Dr. Feight and I went into the other room in which there was a chair and a desk and a couch and books. “So,” he said. “Tell me what’s going on.”
I said I wasn’t sure.
Books, lots of them. I walked along the shelves - a half dozen or so by Tanizaki. I pulled Some Prefer Nettles from its place between Naomi and The Makioka Sisters. “My uncle is reading this one,” I held it up.
“Would you like to sit down?” he asked.
I said I didn’t think so. Did he remember what the book was about?

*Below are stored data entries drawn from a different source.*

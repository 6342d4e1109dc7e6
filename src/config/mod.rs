//! Typed configuration from environment variables or TOML.
//!
//! Every value has a default, so an empty environment is valid. Values that
//! are present but malformed fail fast with [`Error::Config`].

use std::num::NonZeroUsize;
use std::str::FromStr;
use std::time::Duration;

use serde::Deserialize;

use crate::error::{Error, Result};

/// Tuning knobs of a [`TaskQueue`](crate::queue::TaskQueue).
#[derive(Debug, Clone, PartialEq, Eq)]
pub struct QueueConfig {
    /// Maximum number of items processed at the same time.
    pub concurrency_limit: NonZeroUsize,
    /// When true, draining to empty never closes the queue; only an explicit
    /// `close()` does.
    pub keep_alive: bool,
    /// Period of the background check that closes an idle, non-keep-alive
    /// queue.
    pub idle_check_interval: Duration,
    /// Polling period of `close()` while it waits for in-flight work.
    pub drain_poll_interval: Duration,
}

impl Default for QueueConfig {
    fn default() -> Self {
        Self {
            concurrency_limit: NonZeroUsize::MIN,
            keep_alive: false,
            idle_check_interval: Duration::from_millis(500),
            drain_poll_interval: Duration::from_millis(150),
        }
    }
}

/// `[queue]` table as written in TOML. Missing keys keep their defaults.
#[derive(Debug, Default, Deserialize)]
#[serde(deny_unknown_fields)]
struct QueueSection {
    concurrency_limit: Option<usize>,
    keep_alive: Option<bool>,
    idle_check_ms: Option<u64>,
    drain_poll_ms: Option<u64>,
}

#[derive(Debug, Deserialize)]
struct QueueFile {
    #[serde(default)]
    queue: QueueSection,
}

impl QueueConfig {
    /// Load from `ASYNCQ_*` environment variables.
    pub fn from_env() -> Result<Self> {
        QueueSection {
            concurrency_limit: optional_var("ASYNCQ_CONCURRENCY_LIMIT")?,
            keep_alive: optional_var("ASYNCQ_KEEP_ALIVE")?,
            idle_check_ms: optional_var("ASYNCQ_IDLE_CHECK_MS")?,
            drain_poll_ms: optional_var("ASYNCQ_DRAIN_POLL_MS")?,
        }
        .resolve()
    }

    /// Parse a document containing an optional `[queue]` table.
    pub fn from_toml_str(content: &str) -> Result<Self> {
        let file: QueueFile = toml::from_str(content)
            .map_err(|e| Error::Config(format!("bad queue config: {e}")))?;
        file.queue.resolve()
    }
}

impl QueueSection {
    fn resolve(self) -> Result<QueueConfig> {
        let defaults = QueueConfig::default();
        let concurrency_limit = match self.concurrency_limit {
            Some(limit) => NonZeroUsize::new(limit)
                .ok_or_else(|| Error::Config("concurrency limit must be at least 1".to_string()))?,
            None => defaults.concurrency_limit,
        };
        Ok(QueueConfig {
            concurrency_limit,
            keep_alive: self.keep_alive.unwrap_or(defaults.keep_alive),
            idle_check_interval: self
                .idle_check_ms
                .map(Duration::from_millis)
                .unwrap_or(defaults.idle_check_interval),
            drain_poll_interval: self
                .drain_poll_ms
                .map(Duration::from_millis)
                .unwrap_or(defaults.drain_poll_interval),
        })
    }
}

/// Process-level configuration for the `asyncq` binary.
#[derive(Debug)]
pub struct Config {
    pub queue: QueueConfig,
    pub otel_endpoint: Option<String>,
    pub log_level: String,
}

impl Config {
    /// Load configuration from environment variables.
    ///
    /// In local dev, call `dotenvy::dotenv().ok()` before this.
    pub fn from_env() -> Result<Self> {
        Ok(Self {
            queue: QueueConfig::from_env()?,
            otel_endpoint: std::env::var("OTEL_ENDPOINT").ok(),
            log_level: std::env::var("LOG_LEVEL").unwrap_or_else(|_| "info".to_string()),
        })
    }
}

fn optional_var<V>(name: &str) -> Result<Option<V>>
where
    V: FromStr,
    V::Err: std::fmt::Display,
{
    match std::env::var(name) {
        Ok(raw) => raw
            .trim()
            .parse()
            .map(Some)
            .map_err(|e| Error::Config(format!("invalid value for {name}: {e}"))),
        Err(_) => Ok(None),
    }
}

He said he did, about people that knew where they wanted to go but didn’t want to go there. “They hope,” he said, “that if they drift long enough the current will carry them where they want to end up. There is no reason, they seem to think, that destiny shouldn’t be kind, cooperative.”
“Is there?”
“What?”
“Any reason that destiny shouldn’t be kind . . . instead of unkind?”
“Would you like to sit down?” he asked again, moving closer to the chair. “You can bring the book with you, if you like.”
“No,” I said and put the book back on the shelf, then came and sat on the couch.
“You may lie down, if you prefer,” he said.
I shook my head, thinking, “Maybe next time.” But I didn’t say it: “Maybe next time.”
He asked me again what was going on, and I told him about the last several weeks right up to the time we left the house to come to see him.* He made notes on a clipboard.
He said, “Okay.” He made one more note. “What’s next?” he said.
“I can go back to work?”
“I think so. Why don’t you plan to start Friday?”
I said, “Okay.”
“We can meet again Thursday,” he said.
Then he asked Roz to come in. He told her he thought I could start work on Friday, and he and I would meet again Thursday.
She said, “Okay. Good.”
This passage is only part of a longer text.